▶ **REQUIRED ACTION**: Find out how many lines in the records have the string "Affine" in them, and state only that number.
─── PROVIDED RECORDS
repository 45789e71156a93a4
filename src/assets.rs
/// Background image lookup under the public directory.
pub mod background;
/// Raster decoding into premultiplied RGBA8.
pub mod decode;
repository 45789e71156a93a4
/// Font registration and face selection.
pub mod fonts;
/// Text shaping and height measurement.
pub mod shaper;
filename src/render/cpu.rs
use std::sync::Arc;

use crate::assets::decode::PreparedImage;
use crate::foundation::core::{Canvas, Rect, Rgba8};
use crate::foundation::error::{CardError, CardResult};
use crate::layout::plan::{Drawable, ImageLayer, LayoutPlan, RectLayer, TextLayer};
use crate::render::blur::soften;
use crate::text::shaper::TextShaper;

/// Rendered frame in row-major, premultiplied RGBA8. Cards are opaque, so this equals straight RGBA.
#[derive(Clone, Debug)]
pub struct FrameRGBA {
    pub width: u32,
    pub height: u32,
    pub data: Vec<u8>,
}

impl FrameRGBA {
    /// RGBA bytes of the pixel at `(x, y)`, as stored.
    pub fn pixel(&self, x: u32, y: u32) -> Option<[u8; 4]> {
        if x >= self.width || y >= self.height {
            return None;
        }
        let idx = ((y as usize) * (self.width as usize) + x as usize) * 4;
        let px = self.data.get(idx..idx + 4)?;
        Some([px[0], px[1], px[2], px[3]])
    }
}

/// Paints a [`LayoutPlan`] onto an opaque black canvas, in order.
pub struct CpuRasterizer {
    shaper: TextShaper,
    ctx: Option<vello_cpu::RenderContext>,
    background: Rgba8,
}

impl CpuRasterizer {
    pub fn new(shaper: TextShaper) -> Self {
        Self {
            shaper,
            ctx: None,
            background: Rgba8::BLACK,
        }
    }

    pub fn render(&mut self, plan: &LayoutPlan) -> CardResult<FrameRGBA> {
        let canvas = plan.canvas;
        let (w, h) = canvas_dims_u16(canvas)?;

        let mut ctx = match self.ctx.take() {
            Some(ctx) if ctx.width() == w && ctx.height() == h => ctx,
            _ => vello_cpu::RenderContext::new(w, h),
        };
        ctx.reset();

        let result = self.paint(plan, &mut ctx);
        let out = result.map(|()| {
            let mut pixmap = vello_cpu::Pixmap::new(w, h);
            ctx.flush();
            ctx.render_to_pixmap(&mut pixmap);
            FrameRGBA {
                width: canvas.width,
                height: canvas.height,
                data: pixmap.data_as_u8_slice().to_vec(),
            }
        });
        self.ctx = Some(ctx);
        out
    }

    fn paint(&mut self, plan: &LayoutPlan, ctx: &mut vello_cpu::RenderContext) -> CardResult<()> {
        ctx.set_blend_mode(vello_cpu::peniko::BlendMode::default());
        ctx.set_paint_transform(vello_cpu::kurbo::Affine::IDENTITY);
        ctx.set_transform(vello_cpu::kurbo::Affine::IDENTITY);
        ctx.set_paint(color_to_cpu(self.background));
        ctx.fill_rect(&rect_to_cpu(plan.canvas.bounds()));

        let mut skipped_text = 0usize;
        for item in &plan.items {
            match item {
                Drawable::Image(layer) => draw_image(layer, ctx)?,
                Drawable::Rect(layer) => draw_rect(layer, ctx),
                Drawable::Text(layer) => {
                    if !self.draw_text(layer, ctx) {
                        skipped_text += 1;
                    }
                }
            }
        }
        if skipped_text > 0 {
            tracing::warn!(skipped_text, "no fonts registered; text layers were not drawn");
        }
        Ok(())
    }

    /// Returns false when the text could not be shaped.
    fn draw_text(&mut self, layer: &TextLayer, ctx: &mut vello_cpu::RenderContext) -> bool {
        if layer.text.is_empty() {
            return true;
        }
        let Some(shaped) = self
            .shaper
            .shape(&layer.text, &layer.style, layer.frame.width())
        else {
            return false;
        };

        ctx.set_transform(vello_cpu::kurbo::Affine::translate((
            layer.frame.x0,
            layer.frame.y0,
        )));
        for line in shaped.layout.lines() {
            for item in line.items() {
                let parley::layout::PositionedLayoutItem::GlyphRun(run) = item else {
                    continue;
                };
                let brush = run.style().brush;
                ctx.set_paint(vello_cpu::peniko::Color::from_rgba8(
                    brush.r, brush.g, brush.b, brush.a,
                ));
                let glyphs = run.positioned_glyphs().map(|g| vello_cpu::Glyph {
                    id: g.id,
                    x: g.x,
                    y: g.y,
                });
                ctx.glyph_run(&shaped.font)
                    .font_size(run.run().font_size())
                    .fill_glyphs(glyphs);
            }
        }
        true
    }
}

fn draw_rect(layer: &RectLayer, ctx: &mut vello_cpu::RenderContext) {
    ctx.set_transform(vello_cpu::kurbo::Affine::IDENTITY);
    ctx.set_paint(color_to_cpu(layer.fill));
    ctx.fill_rect(&rect_to_cpu(layer.frame));
}

fn draw_image(layer: &ImageLayer, ctx: &mut vello_cpu::RenderContext) -> CardResult<()> {
    let fw = layer.frame.width().round().max(1.0) as u32;
    let fh = layer.frame.height().round().max(1.0) as u32;

    let mut pixels = scale_to_fill(&layer.image, fw, fh)?;
    soften(&mut pixels, fw, layer.blur);

    let pixmap = pixmap_from_premul_bytes(&pixels, fw, fh)?;
    let paint = vello_cpu::Image {
        image: vello_cpu::ImageSource::Pixmap(Arc::new(pixmap)),
        sampler: vello_cpu::peniko::ImageSampler::default(),
    };

    let opacity = layer.opacity.clamp(0.0, 1.0);
    ctx.set_transform(vello_cpu::kurbo::Affine::translate((
        layer.frame.x0,
        layer.frame.y0,
    )));
    ctx.set_paint(paint);
    if opacity < 1.0 {
        ctx.push_opacity_layer(opacity);
    }
    ctx.fill_rect(&vello_cpu::kurbo::Rect::new(0.0, 0.0, fw as f64, fh as f64));
    if opacity < 1.0 {
        ctx.pop_layer();
    }
    Ok(())
}

/// Stretch to exactly `width x height`; each axis scales independently.
fn scale_to_fill(img: &PreparedImage, width: u32, height: u32) -> CardResult<Vec<u8>> {
    if img.width == width && img.height == height {
        return Ok(img.rgba8_premul.as_ref().clone());
    }
    let src = image::RgbaImage::from_raw(img.width, img.height, img.rgba8_premul.as_ref().clone())
        .ok_or_else(|| CardError::render("background image buffer size mismatch"))?;
    let resized =
        image::imageops::resize(&src, width, height, image::imageops::FilterType::Triangle);
    Ok(resized.into_raw())
}

fn canvas_dims_u16(canvas: Canvas) -> CardResult<(u16, u16)> {
    let w: u16 = canvas
        .width
        .try_into()
        .map_err(|_| CardError::render("canvas width exceeds u16"))?;
    let h: u16 = canvas
        .height
        .try_into()
        .map_err(|_| CardError::render("canvas height exceeds u16"))?;
    if w == 0 || h == 0 {
        return Err(CardError::render("canvas must not be empty"));
    }
    Ok((w, h))
}

fn color_to_cpu(c: Rgba8) -> vello_cpu::peniko::Color {
    vello_cpu::peniko::Color::from_rgba8(c.r, c.g, c.b, c.a)
}

fn rect_to_cpu(r: Rect) -> vello_cpu::kurbo::Rect {
    vello_cpu::kurbo::Rect::new(r.x0, r.y0, r.x1, r.y1)
}

fn pixmap_from_premul_bytes(
    bytes: &[u8],
    width: u32,
    height: u32,
) -> CardResult<vello_cpu::Pixmap> {
    let w: u16 = width
        .try_into()
        .map_err(|_| CardError::render("pixmap width exceeds u16"))?;
    let h: u16 = height
        .try_into()
        .map_err(|_| CardError::render("pixmap height exceeds u16"))?;
    if bytes.len()
        != (width as usize)
            .saturating_mul(height as usize)
            .saturating_mul(4)
    {
        return Err(CardError::render("pixmap byte len mismatch"));
    }
    let mut pixels = Vec::<vello_cpu::peniko::color::PremulRgba8>::with_capacity(
        (width as usize) * (height as usize),
    );
    for px in bytes.chunks_exact(4) {
        pixels.push(vello_cpu::peniko::color::PremulRgba8::from_u8_array([
            px[0], px[1], px[2], px[3],
        ]));
    }
    let may_have_opacities = bytes.chunks_exact(4).any(|px| px[3] != 255);
    Ok(vello_cpu::Pixmap::from_parts_with_opacity(
        pixels,
        w,
        h,
        may_have_opacities,
    ))
}

#[cfg(test)]
#[path = "../../tests/unit/render/cpu.rs"]
mod tests;
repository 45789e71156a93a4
pub mod http;
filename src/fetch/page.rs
use std::time::Duration;

use async_trait::async_trait;

use crate::foundation::error::{CardError, CardResult};

/// Source of page HTML for a request path.
#[async_trait]
pub trait PageFetcher: Send + Sync {
    /// Fetch the page at `path` as served by `host`.
    async fn fetch_html(&self, host: &str, path: &str) -> CardResult<String>;
}

/// `http://<host><path>` for an origin-relative path.
pub fn page_url(host: &str, path: &str) -> String {
    if path.starts_with('/') {
        format!("http://{host}{path}")
    } else {
        format!("http://{host}/{path}")
    }
}

/// Fetches pages over plain HTTP from the host the card request arrived on.
#[derive(Clone, Debug)]
pub struct HttpFetcher {
    client: reqwest::Client,
}

impl HttpFetcher {
    pub fn new(timeout: Option<Duration>) -> CardResult<Self> {
        let mut builder =
            reqwest::Client::builder().user_agent(concat!("ogcard/", env!("CARGO_PKG_VERSION")));
        if let Some(timeout) = timeout {
            builder = builder.timeout(timeout);
        }
        let client = builder
            .build()
            .map_err(|e| CardError::fetch(format!("failed to create HTTP client: {e}")))?;
        Ok(Self { client })
    }
}

#[async_trait]
impl PageFetcher for HttpFetcher {
    async fn fetch_html(&self, host: &str, path: &str) -> CardResult<String> {
        let url = page_url(host, path);
        tracing::debug!(%url, "fetching page");

        let resp = self
            .client
            .get(&url)
            .send()
            .await
            .map_err(|e| CardError::fetch(format!("GET {url} failed: {e}")))?;
        let status = resp.status();
        if !status.is_success() {
            return Err(CardError::fetch(format!("GET {url} returned {status}")));
        }
        resp.text()
            .await
            .map_err(|e| CardError::fetch(format!("reading body of {url} failed: {e}")))
    }
}

#[cfg(test)]
#[path = "../../tests/unit/fetch/page.rs"]
mod tests;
──────
▶ **WRITTEN SOLUTION**: 5